The Food Equity Innovation Challenge
The Food Equity Innovation Challenge was a collaboration between the Philanthropy team at CFT, the City of Dallas, and the State Fair to incubate projects that operate strategically across the food ecosystem. The ultimate goal was to bring more fresh, affordable food to neighborhoods where access to healthy food is a persistent challenge leveraging the significant assets that exist across the nonprofit sector.
The project also aimed to break down silos among funders, and between funders and the community, using participatory grantmaking and direct engagement with impacted residents. CFT’s contributions to the Challenge were funded through the W.W. Caruth, Jr. Fund under its health focus area.


Overview
When the Challenge launched, 20% of Dallas County residents experienced food insecurity and did not have convenient access to fruits and vegetables through a local grocery store. There are many groups working to solve for some aspect of the broken food system including churches, food pantries, community-based organizations, academic institutions, hospitals, policy advocates, and public health authorities. They face ongoing challenges related to coordination, funding, and capacity.

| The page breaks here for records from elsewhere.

//! API error types with structured JSON responses.

use axum::extract::rejection::JsonRejection;
use axum::http::StatusCode;
use axum::response::{IntoResponse, Response};
use axum::Json;
use serde::Serialize;

use crate::pipeline::orchestrator::PipelineError;
use crate::pipeline::patterns::PatternError;

/// Structured error response body.
#[derive(Debug, Serialize)]
pub struct ErrorBody {
    pub error: ErrorDetail,
}

#[derive(Debug, Serialize)]
pub struct ErrorDetail {
    pub code: &'static str,
    pub message: String,
}

/// API-level errors with HTTP status mapping.
#[derive(Debug, thiserror::Error)]
pub enum ApiError {
    #[error("Invalid request: {0}")]
    BadRequest(String),
    #[error("Request cancelled")]
    Cancelled,
    #[error("No pattern file configured")]
    NoPatternSource,
    #[error("Pattern reload failed: {0}")]
    InvalidPatterns(String),
    #[error("Internal error: {0}")]
    Internal(String),
}

impl IntoResponse for ApiError {
    fn into_response(self) -> Response {
        let (status, code, message) = match &self {
            ApiError::BadRequest(detail) => (StatusCode::BAD_REQUEST, "BAD_REQUEST", detail.clone()),
            ApiError::Cancelled => (
                StatusCode::SERVICE_UNAVAILABLE,
                "CANCELLED",
                "Request cancelled, server shutting down".to_string(),
            ),
            ApiError::NoPatternSource => (
                StatusCode::CONFLICT,
                "NO_PATTERN_SOURCE",
                "Patterns are built in; no file to reload".to_string(),
            ),
            ApiError::InvalidPatterns(detail) => (
                StatusCode::UNPROCESSABLE_ENTITY,
                "INVALID_PATTERNS",
                detail.clone(),
            ),
            ApiError::Internal(detail) => {
                tracing::error!(detail, "API internal error");
                (
                    StatusCode::INTERNAL_SERVER_ERROR,
                    "INTERNAL",
                    "An internal error occurred".to_string(),
                )
            }
        };

        let body = ErrorBody {
            error: ErrorDetail { code, message },
        };
        (status, Json(body)).into_response()
    }
}

impl From<JsonRejection> for ApiError {
    fn from(rejection: JsonRejection) -> Self {
        ApiError::BadRequest(rejection.body_text())
    }
}

impl From<PipelineError> for ApiError {
    fn from(err: PipelineError) -> Self {
        match err {
            PipelineError::Cancelled => ApiError::Cancelled,
        }
    }
}

impl From<PatternError> for ApiError {
    fn from(err: PatternError) -> Self {
        match err {
            PatternError::NoSource => ApiError::NoPatternSource,
            PatternError::Io(e) => ApiError::Internal(e.to_string()),
            other => ApiError::InvalidPatterns(other.to_string()),
        }
    }
}

#[cfg(test)]
mod tests {
    use super::*;
    use axum::body::to_bytes;

    async fn body_json(response: Response) -> serde_json::Value {
        let body = to_bytes(response.into_body(), 4096).await.unwrap();
        serde_json::from_slice(&body).unwrap()
    }

    #[tokio::test]
    async fn bad_request_returns_400() {
        let response = ApiError::BadRequest("query must not be empty".into()).into_response();
        assert_eq!(response.status(), StatusCode::BAD_REQUEST);
        let json = body_json(response).await;
        assert_eq!(json["error"]["code"], "BAD_REQUEST");
        assert_eq!(json["error"]["message"], "query must not be empty");
    }

    #[tokio::test]
    async fn internal_error_hides_detail() {
        let response = ApiError::Internal("disk on fire".into()).into_response();
        assert_eq!(response.status(), StatusCode::INTERNAL_SERVER_ERROR);
        let json = body_json(response).await;
        assert_eq!(json["error"]["message"], "An internal error occurred");
    }

    #[tokio::test]
    async fn pattern_errors_map_to_statuses() {
        let response = ApiError::from(PatternError::NoSource).into_response();
        assert_eq!(response.status(), StatusCode::CONFLICT);

        let invalid = PatternError::InvalidValue {
            field: "emergency_confidence".into(),
            value: "2".into(),
        };
        let response = ApiError::from(invalid).into_response();
        assert_eq!(response.status(), StatusCode::UNPROCESSABLE_ENTITY);
        let json = body_json(response).await;
        assert_eq!(json["error"]["code"], "INVALID_PATTERNS");
    }

    #[tokio::test]
    async fn cancelled_returns_503() {
        let response = ApiError::from(PipelineError::Cancelled).into_response();
        assert_eq!(response.status(), StatusCode::SERVICE_UNAVAILABLE);
    }
}
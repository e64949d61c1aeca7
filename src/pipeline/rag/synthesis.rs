use std::time::Duration;

use super::prompt::{
    build_prompt, format_context, EMERGENCY_RESPONSE, GENERATION_FAILED_RESPONSE,
    NO_RESULTS_RESPONSE, PROMPT_SOURCES,
};
use super::retrieval::EMERGENCY_PROTOCOL_SOURCE;
use super::types::{GeneratedAnswer, LlmGenerate, QueryType, RetrievalResult, SourceAttribution};
use super::RagError;

pub const FALLBACK_CONFIDENCE: f32 = 0.1;

/// Drafts an answer from ranked evidence.
///
/// `generator` is `None` when the generation collaborator is unavailable;
/// such requests get the generation-failed fallback.
pub struct AnswerSynthesizer<'a, G: LlmGenerate> {
    generator: Option<&'a G>,
    timeout: Duration,
}

impl<'a, G: LlmGenerate> AnswerSynthesizer<'a, G> {
    pub fn new(generator: Option<&'a G>, timeout: Duration) -> Self {
        Self { generator, timeout }
    }

    pub async fn synthesize(
        &self,
        query: &str,
        results: &[RetrievalResult],
        query_type: QueryType,
    ) -> GeneratedAnswer {
        if results.is_empty() {
            return fallback(NO_RESULTS_RESPONSE);
        }

        if query_type == QueryType::Emergency {
            return emergency_answer();
        }

        let used = &results[..results.len().min(PROMPT_SOURCES)];
        let prompt = build_prompt(query, query_type, &format_context(used));

        match self.generate(&prompt).await {
            Ok(text) => GeneratedAnswer {
                text,
                sources: used.iter().map(SourceAttribution::from_result).collect(),
                preliminary_confidence: preliminary_confidence(used),
            },
            Err(e) => {
                tracing::warn!(error = %e, query_type = %query_type, "Generation failed, using fallback answer");
                fallback(GENERATION_FAILED_RESPONSE)
            }
        }
    }

    async fn generate(&self, prompt: &str) -> Result<String, RagError> {
        let generator = self.generator.ok_or(RagError::Unavailable("generation"))?;
        let text = tokio::time::timeout(self.timeout, generator.complete(prompt))
            .await
            .map_err(|_| RagError::Timeout {
                service: "generation",
                millis: self.timeout.as_millis(),
            })??;

        if text.trim().is_empty() {
            return Err(RagError::ResponseParsing("empty completion".into()));
        }
        Ok(text.trim().to_string())
    }
}

/// Mean of average relevance and average source confidence.
pub fn preliminary_confidence(results: &[RetrievalResult]) -> f32 {
    if results.is_empty() {
        return 0.0;
    }
    let n = results.len() as f32;
    let relevance = results.iter().map(|r| r.relevance_score).sum::<f32>() / n;
    let confidence = results.iter().map(|r| r.document.confidence).sum::<f32>() / n;
    let mean = (relevance + confidence) / 2.0;
    if mean.is_finite() {
        mean.clamp(0.0, 1.0)
    } else {
        0.0
    }
}

fn fallback(text: &str) -> GeneratedAnswer {
    GeneratedAnswer {
        text: text.to_string(),
        sources: Vec::new(),
        preliminary_confidence: FALLBACK_CONFIDENCE,
    }
}

fn emergency_answer() -> GeneratedAnswer {
    GeneratedAnswer {
        text: EMERGENCY_RESPONSE.to_string(),
        sources: vec![SourceAttribution {
            source: EMERGENCY_PROTOCOL_SOURCE.to_string(),
            category: "emergency".into(),
            confidence: 1.0,
            relevance: Some(1.0),
            last_updated: None,
        }],
        preliminary_confidence: 1.0,
    }
}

The same problems around coordination exist on the funder side. CFT and the City of Dallas Office of Economic Development partnered on the Challenge out of a recognition that we were both seeking to fund food initiatives and should not require grantees to go through separate processes. In addition to dollars, the City’s Office of Innovation brought access to an online platform to crowdsource solutions. By accepting solutions from anyone — including individuals — and making them all visible on the site for comments and up-votes, the site radically democratized the process of identifying innovations in healthy food access, creating room for new voices to be heard. The following sections describe the process in more detail, with links to relevant resources.
Our Approach
The Food Equity Innovation Challenge was a first-of-its-kind effort that evolved iteratively. We are grateful to the participants — most from nonprofits as well as several individuals — who stepped out of their comfort zones to participate. Each section below describes the phases of the project that took place between June 2019 and March 2020.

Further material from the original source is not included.